Bir tanesi öğretilmiş bir şekilde, “Fatih Fen Lisesi ve FEM Dershanesi’nin bana verdiği programı bire bir uyguladım sadece” diyor… Ama çocuk Şanlıurfalı… Ailesini tam “8 aydır” görmemiş… Soru 1 : Bu çocuğu kim getirdi Şanlıurfa’dan İstanbul’a? Soru 2 : Ne uğruna?

Soru 1’in cevabını zaten okul ve dershanenin aynı gruptan olması açıklıyor sanırım…

Sistemin işleyişinin güzelliğine bakar mısınız? Türkiye’nin her yerinden çocuklar toplanıp getiriliyor, ailelerini aylarca görmüyorlar, masrafsız okutuluyorlar, bir de dershaneye gönderiliyorlar, ücretsiz, sonra? Eğitime katkı… Beyni yıkanmış, boş bakan, tabiri tam caiz asosyal “inek” çocuklar yetiştiriliyor…

İşte size reklam… ÖSS birincisine soruyorlar çok mu çalıştın diye, o da “sadece programa uydum…” diyor… “…okulumun ve dershanemin hazırladığı”…

Sistemi çok yakın bir arkadaşımdan biliyorum… Beyni yıkanamayıp, sistemden alabileceği eğitim ve bilgiyi alıp teşekkür eden… Ama o kadar çok genç var ki bu şekilde yetiştirilen…

Peki soru 2? Ne uğruna bunca sıkıntı, stres? Aylarca ailelerden, spordan, sanattan, her türlü sosyal hayattan uzak durmanın amacı ne?

ÖSS’de derece yapmak mı? Sınavda “başarılı” olmak mı? “Sınavda”! Popüler bir meslek sahibi olmak mı? Adı duyulmuş bir üniversiteye ya da bölüme girmek mi?

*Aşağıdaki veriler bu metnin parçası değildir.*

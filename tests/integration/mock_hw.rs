//! Mock adapters for integration tests.
//!
//! Records every relay call and emitted event so tests can assert on the
//! full history without real GPIO, RTC or flash.

use std::collections::HashMap;

use chrono::{NaiveDate, NaiveDateTime, TimeDelta};
use thermonode::app::commands::{AppCommand, PayloadError};
use thermonode::app::events::{AppEvent, StateDelta};
use thermonode::app::ports::{
    ActuatorPort, EventSink, PROBE_DISCONNECTED, SensorPort, StorageError, StoragePort, TimePort,
};
use thermonode::app::service::Thermostat;
use thermonode::clock::SunTimes;
use thermonode::config::Settings;
use thermonode::drivers::button::ButtonEvent;
use thermonode::fsm::StateId;

// ── MockHardware ──────────────────────────────────────────────

pub struct MockHardware {
    /// Raw probe reading; `None` reads as disconnected.
    pub raw: Option<f32>,
    pub relay_calls: Vec<bool>,
}

#[allow(dead_code)]
impl MockHardware {
    pub fn new(raw: Option<f32>) -> Self {
        Self { raw, relay_calls: Vec::new() }
    }

    /// Raw reading that corrects to `celsius` with the default correction.
    pub fn reading(celsius: f32) -> Self {
        Self::new(Some(celsius + 3.5))
    }
}

impl SensorPort for MockHardware {
    fn read_raw_temperature(&mut self) -> f32 {
        self.raw.unwrap_or(PROBE_DISCONNECTED)
    }
}

impl ActuatorPort for MockHardware {
    fn set_relay(&mut self, on: bool) {
        self.relay_calls.push(on);
    }

    fn relay_on(&self) -> bool {
        self.relay_calls.last().copied().unwrap_or(false)
    }
}

// ── MockClock ─────────────────────────────────────────────────

/// 2024-01-15 is a Monday.
pub const SUN: SunTimes = SunTimes { sunrise: 450, sunset: 990, dawn: 415, dusk: 1025 };

pub struct MockClock {
    pub now: Option<NaiveDateTime>,
    pub sun: Option<SunTimes>,
    pub sets: Vec<NaiveDateTime>,
}

#[allow(dead_code)]
impl MockClock {
    pub fn stopped() -> Self {
        Self { now: None, sun: Some(SUN), sets: Vec::new() }
    }

    pub fn at(y: i32, m: u32, d: u32, hh: u32, mm: u32) -> Self {
        let now = NaiveDate::from_ymd_opt(y, m, d).and_then(|d| d.and_hms_opt(hh, mm, 0));
        Self { now, sun: Some(SUN), sets: Vec::new() }
    }

    /// Monday 2024-01-15 at `hh:mm`.
    pub fn monday(hh: u32, mm: u32) -> Self {
        Self::at(2024, 1, 15, hh, mm)
    }

    pub fn advance(&mut self, secs: i64) {
        if let Some(now) = self.now.as_mut() {
            *now += TimeDelta::seconds(secs);
        }
    }

    pub fn timestamp(&self) -> Option<i64> {
        self.now.map(|n| n.and_utc().timestamp())
    }
}

impl TimePort for MockClock {
    fn now(&self) -> Option<NaiveDateTime> {
        self.now
    }

    fn set(&mut self, local: NaiveDateTime) {
        self.now = Some(local);
        self.sets.push(local);
    }

    fn sun_times(&self, _date: NaiveDate) -> Option<SunTimes> {
        self.sun
    }
}

// ── MockNvs ───────────────────────────────────────────────────

#[derive(Default)]
pub struct MockNvs {
    store: HashMap<String, Vec<u8>>,
    pub writes: Vec<String>,
    pub fail_writes: bool,
}

#[allow(dead_code)]
impl MockNvs {
    pub fn new() -> Self {
        Self::default()
    }

    pub fn get(&self, namespace: &str, key: &str) -> Option<&Vec<u8>> {
        self.store.get(&format!("{}::{}", namespace, key))
    }

    pub fn get_str(&self, key: &str) -> Option<String> {
        self.get("thermo", key).map(|v| String::from_utf8_lossy(v).into_owned())
    }

    pub fn put_str(&mut self, key: &str, value: &str) {
        self.store.insert(format!("thermo::{}", key), value.as_bytes().to_vec());
    }

    pub fn writes_of(&self, key: &str) -> usize {
        self.writes.iter().filter(|k| k.as_str() == key).count()
    }
}

impl StoragePort for MockNvs {
    fn read(&self, namespace: &str, key: &str, buf: &mut [u8]) -> Result<usize, StorageError> {
        match self.get(namespace, key) {
            Some(v) => {
                let n = v.len().min(buf.len());
                buf[..n].copy_from_slice(&v[..n]);
                Ok(n)
            }
            None => Err(StorageError::NotFound),
        }
    }

    fn write(&mut self, namespace: &str, key: &str, data: &[u8]) -> Result<(), StorageError> {
        if self.fail_writes {
            return Err(StorageError::IoError);
        }
        self.writes.push(key.to_string());
        self.store.insert(format!("{}::{}", namespace, key), data.to_vec());
        Ok(())
    }

    fn exists(&self, namespace: &str, key: &str) -> bool {
        self.get(namespace, key).is_some()
    }

    fn delete(&mut self, namespace: &str, key: &str) -> Result<(), StorageError> {
        self.store.remove(&format!("{}::{}", namespace, key));
        Ok(())
    }
}

// ── LogSink ───────────────────────────────────────────────────

#[derive(Default)]
pub struct LogSink {
    pub events: Vec<AppEvent>,
}

#[allow(dead_code)]
impl LogSink {
    pub fn new() -> Self {
        Self::default()
    }

    pub fn deltas(&self) -> Vec<&StateDelta> {
        self.events
            .iter()
            .filter_map(|e| match e {
                AppEvent::Delta(d) => Some(d),
                _ => None,
            })
            .collect()
    }

    pub fn transitions(&self) -> Vec<(StateId, StateId, &'static str)> {
        self.events
            .iter()
            .filter_map(|e| match e {
                AppEvent::StateChanged { from, to, reason } => Some((*from, *to, *reason)),
                _ => None,
            })
            .collect()
    }

    pub fn forwards(&self) -> Vec<(&str, &str)> {
        self.events
            .iter()
            .filter_map(|e| match e {
                AppEvent::Forward { address, payload } => Some((address.as_str(), payload.as_str())),
                _ => None,
            })
            .collect()
    }

    pub fn clear(&mut self) {
        self.events.clear();
    }
}

impl EventSink for LogSink {
    fn emit(&mut self, event: &AppEvent) {
        self.events.push(event.clone());
    }
}

// ── Bench ─────────────────────────────────────────────────────

/// A booted thermostat wired to mock adapters.
pub struct Bench {
    pub thermostat: Thermostat,
    pub clock: MockClock,
    pub hw: MockHardware,
    pub nvs: MockNvs,
    pub sink: LogSink,
}

/// Settings JSON with `smart` as the rule set and defaults elsewhere.
pub fn settings_json(smart: &str) -> String {
    let settings = Settings { smart: smart.to_string(), ..Settings::default() };
    serde_json::to_string(&settings).unwrap()
}

#[allow(dead_code)]
impl Bench {
    pub fn boot(clock: MockClock, mut hw: MockHardware, mut nvs: MockNvs) -> Self {
        let mut sink = LogSink::new();
        let thermostat = Thermostat::boot(&mut nvs, &clock, &mut hw, &mut sink);
        Self { thermostat, clock, hw, nvs, sink }
    }

    /// Boot with `smart` stored as the rule set.
    pub fn with_rules(smart: &str, clock: MockClock, celsius: f32) -> Self {
        let mut nvs = MockNvs::new();
        nvs.put_str("settings", &settings_json(smart));
        Self::boot(clock, MockHardware::reading(celsius), nvs)
    }

    /// Power-cycle: a fresh thermostat over the same storage and clock.
    pub fn reboot(self) -> Self {
        let Self { clock, hw, nvs, .. } = self;
        Self::boot(clock, MockHardware { relay_calls: Vec::new(), ..hw }, nvs)
    }

    /// Run `secs` control passes, advancing the clock one second after each.
    pub fn run(&mut self, secs: u32) {
        for _ in 0..secs {
            self.thermostat.tick(&mut self.clock, &mut self.hw, &mut self.nvs, &mut self.sink);
            self.clock.advance(1);
        }
    }

    pub fn payload(&mut self, json: &str) -> Result<(), PayloadError> {
        self.thermostat
            .handle_payload_str(json, &mut self.clock, &mut self.hw, &mut self.nvs, &mut self.sink)
    }

    pub fn press(&mut self, event: ButtonEvent) {
        self.thermostat.handle_command(
            AppCommand::Button(event),
            &mut self.clock,
            &mut self.hw,
            &mut self.nvs,
            &mut self.sink,
        );
    }

    pub fn state(&self) -> StateId {
        self.thermostat.state()
    }

    pub fn last_transition(&self) -> Option<(StateId, StateId, &'static str)> {
        self.sink.transitions().last().copied()
    }
}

Sınav birincilerini değerlendirelim önce yine… Ne önemli insanlar onlar şu anda… Çok ünlüler birkaç günlüğüne… Peki ya sonrası?

Bu şöhret, ihtişam, ilgi, birkaç gün sonra bitecek… “Gerçek hayat” başlayacak…

Geçen yılların sınav birincilerini tanıyan kimse var mı? Ya da en azından sınava girdiğiniz yılın birincisini hatırlıyor musunuz? Sınavda başarılı olmak ne işlerine yaradı? Hayatta da başarılı oldular mı? Biliyor musunuz?

Sadece birinciler için geçerli değil bu gerçekler… Sınav sonuçları açıklanınca ilgi hat safhada olur gençlere, çocuklara… Puanlardan, üniversitelerden, bölümlerden, mesleklerden bihaber amcalarımız teyzelerimiz annelerimiz babalarımız duyup hemen yorum yaparlar…

Bölümünüzün ya da okulunuzun adı duyulmuşsa, mesela “Endüstri Mühendisliği”, “vaaay, aferin!” diye tepki verirler… Ya da hiç bilinmeyen ama kulağa hoş gelen bir bölümse, mesela “Aktüerya”, “ooo, çok iyi!” derler…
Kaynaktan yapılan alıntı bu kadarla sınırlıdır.